John, Margaret and Tommy stayed focused, mumbling random words as their eyes shifted from name to name and various warnings and notes scattered all over that blackboard from hell. Grace who had only recently joined the ranks of those who could read was more interested in the pictures. There were only two, one of a black flower that apparently had teeth and one of an animal that was neither a bird nor a rodent but looked like both, namely it looked like a big, fat rat with wings.

Grace focused her eyes on the rat picture. “Mommy, mommy look at that,” little Grace said, eyes beaming.

Margaret closed her eyes and seemed to be praying while John laughed.

“If we find one can I keep it?” Grace said.

“Turn right,” the GPS voice chimed in.

“It’s a rat, stupid,” Tommy said. “You can’t have a rat as a pet.”

“Turn right.”

“It’s not a rat. Rats don’t have wings,” Grace said.

“Tommy, don’t call your sister stupid. And Grace, we already agreed to get you a puppy. We discussed this. You can’t have two pets, OK sweetie?” Margaret said.

Grace climbed back to her seat and sat close to the window, eyes filled with tears.

Margaret took a deep breath. “OK. John, I know the GPS says we should turn right, but I think we should trust the sign for now and go left, what do you say?”

“Left it is,” John said without pause for thought, as if Margaret’s voice, or, evidently, any female voice, had a Siren-like effect on him. He turned the steering wheel, glanced in both directions and steered the car up the dirt path with caution.

“Recalculating,” the GPS voice said calmly. Then it said it again. And again, at which point John turned the thing off.

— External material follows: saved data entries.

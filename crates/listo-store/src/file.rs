use std::fs;
use std::io::{ErrorKind, Write};
use std::path::{Path, PathBuf};

use tempfile::NamedTempFile;
use tracing::{debug, info};

use crate::{BlobStore, StoreError};

/// One file per key (`<dir>/<key>.json`), replaced atomically on every write.
#[derive(Debug, Clone)]
pub struct FileStore {
    dir: PathBuf,
}

impl FileStore {
    /// Use `dir` as the data directory. It is created on the first write.
    #[must_use]
    pub fn open(dir: impl Into<PathBuf>) -> Self {
        Self { dir: dir.into() }
    }

    /// Data directory.
    #[must_use]
    pub fn dir(&self) -> &Path {
        &self.dir
    }

    /// File backing `key`.
    ///
    /// # Errors
    /// Returns [`StoreError::InvalidKey`] unless the key is a non-empty run of
    /// ASCII letters, digits, `-` and `_`.
    pub fn path_for(&self, key: &str) -> Result<PathBuf, StoreError> {
        let valid = !key.is_empty()
            && key
                .chars()
                .all(|ch| ch.is_ascii_alphanumeric() || ch == '-' || ch == '_');
        if !valid {
            return Err(StoreError::InvalidKey(key.to_owned()));
        }
        Ok(self.dir.join(format!("{key}.json")))
    }
}

impl BlobStore for FileStore {
    fn get(&self, key: &str) -> Result<Option<String>, StoreError> {
        let path = self.path_for(key)?;
        match fs::read_to_string(&path) {
            Ok(contents) => Ok(Some(contents)),
            Err(err) if err.kind() == ErrorKind::NotFound => {
                debug!(path = %path.display(), "No stored value");
                Ok(None)
            }
            Err(err) => Err(err.into()),
        }
    }

    fn set(&self, key: &str, value: &str) -> Result<(), StoreError> {
        let path = self.path_for(key)?;
        if !self.dir.exists() {
            fs::create_dir_all(&self.dir)?;
            info!(dir = %self.dir.display(), "Created data directory");
        }

        // Temp file in the same directory so the rename stays on one filesystem.
        let mut tmp = NamedTempFile::new_in(&self.dir)?;
        tmp.write_all(value.as_bytes())?;
        tmp.as_file().sync_all()?;
        tmp.persist(&path)?;
        Ok(())
    }
}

Under the weight of the slow-moving van the gravel turned noisily into dust. The car stopped and silence took over. The sky was of a deep dark blue now, stars already flickering above them. Soon it would be blind black.

With the ground coming to an abrupt end on one side and the mine’s entrance on the other, gaping at them crippled by time and abandonment, its wooden beams on both sides struggling to keep the pile of dirt from collapsing, their camping site couldn’t have looked smaller.

John turned to Margaret. “Cozy,” he said.

Margaret gave him one of her venomous looks without commenting.

John was trying to play it cool but a strange fear was suddenly growing inside him. He parked the van on one side of the entrance with the front of the car facing the dirt path that had led them here. He did it instinctively, as a safety measure. A quick getaway had been proven life-saving in the past. It was bizarre though. Never before had he felt fear such as this upon arriving at a location they had chosen to explore. The silence worried him. There was something about this place. They were alone, even nature seemed to be absent, and yet he felt the presence of many, many…things.

John and Tommy collected rocks and used them to form a big circle in the middle of their camp. They hurried, quickly building a fire within the constraints of the rocks as Margaret and Grace slowly unloaded the camping gear from the back of the car.

***

Little Grace was already fast asleep in the tent she was sharing with her brother when everyone else got ready for dinner. Margaret knew her husband would fall asleep the moment he lied down in their tent so she ate fast and excused herself in order to beat him to it. Falling asleep first was the surest thing to a good night’s sleep next to a separate room.

Even after his parents had settled in their tent Tommy, tired and disappointed he wouldn’t get to tell his ghost story around the camp fire (for what was the point if Grace wouldn’t hear it?), sat by the fire, lingering on until he could no longer keep his eyes open. Slowly, he dragged himself to his tent and pulled the zipper down to get in. He jolted back. Grace was standing inches away from his face. Tommy stepped aside and Grace, barefoot and with her long hair covering most of her face, stepped outside the tent and began wandering around.

Tommy watched her until Grace had set a clear course toward the edge of the cliff several miles away from their camp.

He took a deep breath. “Mom,” he said, calling out with all the strength he could muster. “Dad,” he called out and paused, waiting for a response.

Grace’s nightie, though white, was barely visible now that she was so far away from the fire.Wolves howled somewhere up in the mountain top that looked down on them not much higher up than their camp site.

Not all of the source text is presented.